→ **Given data**
# # # #
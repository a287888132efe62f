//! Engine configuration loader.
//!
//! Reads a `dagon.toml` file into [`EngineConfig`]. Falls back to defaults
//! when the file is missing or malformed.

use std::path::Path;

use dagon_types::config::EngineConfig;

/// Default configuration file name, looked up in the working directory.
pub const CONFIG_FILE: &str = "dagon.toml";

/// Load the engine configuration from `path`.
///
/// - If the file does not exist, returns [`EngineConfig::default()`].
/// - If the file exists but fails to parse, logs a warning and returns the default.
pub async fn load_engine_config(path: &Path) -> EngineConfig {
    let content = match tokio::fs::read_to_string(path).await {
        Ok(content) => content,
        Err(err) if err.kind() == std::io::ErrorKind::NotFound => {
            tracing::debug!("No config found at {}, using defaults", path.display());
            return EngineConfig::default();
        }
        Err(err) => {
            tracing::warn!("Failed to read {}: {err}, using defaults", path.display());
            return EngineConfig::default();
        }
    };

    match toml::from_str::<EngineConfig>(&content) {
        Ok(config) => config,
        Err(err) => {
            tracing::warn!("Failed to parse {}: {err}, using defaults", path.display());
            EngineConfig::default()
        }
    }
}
# # # #
→ **Assignment**
Please give back only the lines between the first line of the entries and the line with "use dagon_types::config::EngineConfig;", both ends included, word for word.

→ **Solution below**
repository a287888132efe62f
//! Engine configuration loader.
//!
//! Reads a `dagon.toml` file into [`EngineConfig`]. Falls back to defaults
//! when the file is missing or malformed.

use std::path::Path;

use dagon_types::config::EngineConfig;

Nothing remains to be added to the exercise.